Quintin Beukes wrote:
Hey,

So.. keepalive is sort of useless then?

Why? You just have to bear in mind HTTP connections may be closed at _any_ point of time by either side. Your code must be prepared to handle such cases.


 Because I realised what my problem
is. It wasn't synchronization. It was because connections closed by the
server, and then it fails when I try to re-use the connection.

Basically what I have is this:
I try once, if receiving a NoResponse exception, I remove it from the pool
and try again
If second try fails as well, it gets removed and I try again but with an
isStale() check first.

My problem is that these keep failing until I filtered through all
connections in the pool. In which case I start making new ones.

How does HttpClient handle this? Or what can I do to improve this into being
more reliable (in the sense of reducing failures to a minimum).
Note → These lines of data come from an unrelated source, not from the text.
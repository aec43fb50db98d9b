//! Input handling and interaction state.
//!
//! This module translates backend keyboard and mouse events into drawing
//! actions. It holds the current tool, color, brush width and fill mode and
//! routes pointer events to the toolbar or the drawing engine.

pub mod events;
pub mod modifiers;
pub mod settings;
pub mod state;
pub mod tool;

// Re-export commonly used types at module level
pub use events::{Key, MouseButton};
pub use settings::InteractionState;
pub use state::InputState;
pub use tool::{FillMode, Tool};

// Re-export for public API (unused internally but part of public interface)
#[allow(unused_imports)]
pub use modifiers::Modifiers;
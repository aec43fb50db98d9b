// Output bookkeeping required by the compositor delegate; the window itself is
// sized by xdg configure events.
use log::debug;
use smithay_client_toolkit::output::{OutputHandler, OutputState};
use wayland_client::{Connection, QueueHandle, protocol::wl_output};

use super::super::state::WaylandState;

impl OutputHandler for WaylandState {
    fn output_state(&mut self) -> &mut OutputState {
        &mut self.output_state
    }

    fn new_output(
        &mut self,
        _conn: &Connection,
        _qh: &QueueHandle<Self>,
        _output: wl_output::WlOutput,
    ) {
        debug!("New output detected");
    }

    fn update_output(
        &mut self,
        _conn: &Connection,
        _qh: &QueueHandle<Self>,
        _output: wl_output::WlOutput,
    ) {
        debug!("Output updated");
    }

    fn output_destroyed(
        &mut self,
        _conn: &Connection,
        _qh: &QueueHandle<Self>,
        _output: wl_output::WlOutput,
    ) {
        debug!("Output destroyed");
    }
}
use crate::input::events::MouseButton;
use log::debug;

use super::InputState;

impl InputState {
    /// Processes a mouse button press event in window coordinates.
    ///
    /// # Behavior
    /// - Any click while a notice is shown dismisses it
    /// - Clicks are ignored while a prompt is open
    /// - Any click while help is shown closes it
    /// - Left click on an enabled toolbar button dispatches its action
    /// - Left click on the canvas starts a gesture with the current tool
    pub fn on_mouse_press(&mut self, button: MouseButton, x: i32, y: i32) {
        if self.current_notice().is_some() {
            self.dismiss_notice();
            return;
        }
        if self.prompt().is_some() {
            return;
        }
        if self.show_help {
            self.show_help = false;
            self.mark_ui_dirty();
            return;
        }
        if button != MouseButton::Left {
            return;
        }

        if (y as f64) < self.toolbar().height {
            let action = self
                .toolbar()
                .hit_test(x as f64, y as f64)
                .and_then(|item| item.action);
            match action {
                Some(action) if self.action_enabled(action) => self.handle_action(action),
                Some(action) => debug!("Ignoring click on disabled {:?}", action),
                None => {}
            }
            return;
        }

        if !self.in_canvas(x, y) {
            return;
        }
        let buttons = self.history_buttons();
        let (cx, cy) = self.to_canvas(x, y);
        self.engine.on_press(
            cx,
            cy,
            &self.settings,
            &mut self.canvas,
            &mut self.history,
        );
        self.refresh_history_buttons(buttons);
        self.needs_redraw = true;
    }

    /// Processes pointer motion in window coordinates.
    ///
    /// While a gesture is active the preview follows the pointer, even outside
    /// the canvas. Otherwise only the status line position is updated.
    pub fn on_mouse_motion(&mut self, x: i32, y: i32) {
        let (cx, cy) = self.to_canvas(x, y);
        if self.engine.is_drawing() {
            if self.is_modal() {
                return;
            }
            if self
                .engine
                .on_drag(cx, cy, &self.settings, &mut self.canvas)
            {
                self.needs_redraw = true;
            }
        }
        if self.in_canvas(x, y) {
            self.set_position_status(cx, cy);
        }
    }

    /// Processes mouse button release events in window coordinates.
    ///
    /// Releasing the left button finishes the active gesture. This also runs
    /// while a dialog is open so a drag is never left hanging.
    pub fn on_mouse_release(&mut self, button: MouseButton, x: i32, y: i32) {
        if button != MouseButton::Left || !self.engine.is_drawing() {
            return;
        }

        let buttons = self.history_buttons();
        let (cx, cy) = self.to_canvas(x, y);
        self.engine.on_release(
            cx,
            cy,
            &self.settings,
            &mut self.canvas,
            &mut self.history,
        );
        self.refresh_history_buttons(buttons);
        self.needs_redraw = true;
    }

    fn history_buttons(&self) -> (bool, bool) {
        (self.history.can_undo(), self.history.can_redo())
    }

    /// Repaints the toolbar when Undo or Redo changed enablement.
    fn refresh_history_buttons(&mut self, before: (bool, bool)) {
        if self.history_buttons() != before {
            self.mark_ui_dirty();
        }
    }
}
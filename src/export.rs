//! PNG export of the retained canvas.

use crate::config::ExportConfig;
use crate::draw::{Color, RetainedCanvas, render_background, render_canvas};
use chrono::Local;
use std::fs::{self, File};
use std::io::BufWriter;
use std::path::{Path, PathBuf};
use thiserror::Error;

/// Errors that can occur while writing an image.
#[derive(Debug, Error)]
pub enum ExportError {
    #[error("I/O error: {0}")]
    Io(#[from] std::io::Error),

    #[error("Cairo error: {0}")]
    Cairo(#[from] cairo::Error),

    #[error("PNG encoding failed: {0}")]
    Png(#[from] cairo::IoError),

    #[error("No file name given")]
    EmptyPath,

    #[error("{} is a directory, not a file name", .0.display())]
    IsDirectory(PathBuf),

    #[error("Canvas has no area ({width}x{height})")]
    EmptyCanvas { width: i32, height: i32 },
}

/// Generate a filename based on the template and current time.
///
/// # Arguments
/// * `template` - Template string with chrono format specifiers
/// * `format` - File extension (e.g., "png")
pub fn generate_filename(template: &str, format: &str) -> String {
    let now = Local::now();
    let filename = now.format(template).to_string();
    format!("{}.{}", filename, format)
}

/// Ensure the save directory exists, creating it if necessary.
pub fn ensure_directory_exists(directory: &Path) -> Result<(), ExportError> {
    if !directory.as_os_str().is_empty() && !directory.exists() {
        log::info!("Creating export directory: {}", directory.display());
        fs::create_dir_all(directory)?;
    }
    Ok(())
}

/// Expand tilde (~) in path strings.
pub fn expand_tilde(path: &str) -> PathBuf {
    if path == "~"
        && let Some(home) = dirs::home_dir()
    {
        return home;
    }
    if let Some(stripped) = path.strip_prefix("~/")
        && let Some(home) = dirs::home_dir()
    {
        return home.join(stripped);
    }
    PathBuf::from(path)
}

/// Path the save prompt starts with: `<save_directory>/<template>.<format>`.
pub fn suggested_path(config: &ExportConfig) -> PathBuf {
    expand_tilde(&config.save_directory)
        .join(generate_filename(&config.filename_template, &config.format))
}

/// Turns user input into the final target path.
///
/// Expands `~` and appends `.png` when no extension is given. Input naming a
/// directory, either by a trailing separator or because it exists as one, is
/// rejected.
pub fn resolve_target(input: &str) -> Result<PathBuf, ExportError> {
    let trimmed = input.trim();
    if trimmed.is_empty() {
        return Err(ExportError::EmptyPath);
    }

    let mut path = expand_tilde(trimmed);
    if trimmed.ends_with('/') || trimmed.ends_with(std::path::MAIN_SEPARATOR) || path.is_dir() {
        return Err(ExportError::IsDirectory(path));
    }
    if path.file_name().is_none() {
        return Err(ExportError::EmptyPath);
    }
    if path.extension().is_none() {
        path.set_extension("png");
    }
    Ok(path)
}

/// Rasterizes the canvas onto a background-filled image and writes it as PNG.
///
/// Returns the path that was written, which may differ from `target` by an
/// added `.png` extension.
pub fn render_canvas_png(
    canvas: &RetainedCanvas,
    background: Color,
    width: i32,
    height: i32,
    target: &str,
) -> Result<PathBuf, ExportError> {
    if width <= 0 || height <= 0 {
        return Err(ExportError::EmptyCanvas { width, height });
    }

    let path = resolve_target(target)?;
    if let Some(parent) = path.parent() {
        ensure_directory_exists(parent)?;
    }

    let surface = cairo::ImageSurface::create(cairo::Format::ARgb32, width, height)?;
    {
        let ctx = cairo::Context::new(&surface)?;
        render_background(&ctx, background);
        render_canvas(&ctx, canvas);
    }
    surface.flush();

    let mut writer = BufWriter::new(File::create(&path)?);
    surface.write_to_png(&mut writer)?;

    log::info!(
        "Canvas exported to {} ({}x{}, {} primitives)",
        path.display(),
        width,
        height,
        canvas.iter().count()
    );
    Ok(path)
}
HttpClient can optionally test connections for being non-stale and re-open them if needed, but the stale check cannot be 100% reliable. Basically, well-behaved HTTP agents must be prepared to retry the request in case of an I/O failure.

Oleg


Q

On 6/21/08, Oleg Kalnichevski <[EMAIL PROTECTED]> wrote:
Quintin Beukes wrote:

Hey,

Isn't isStale() supposed to be able to tell me whether the server is
accepting responses?


No, it is intended to test if the connection is still valid on the client
side. Blocking I/O provides no good means of telling if the socket has been
closed by the peer. #isStale is a work-around for the problem.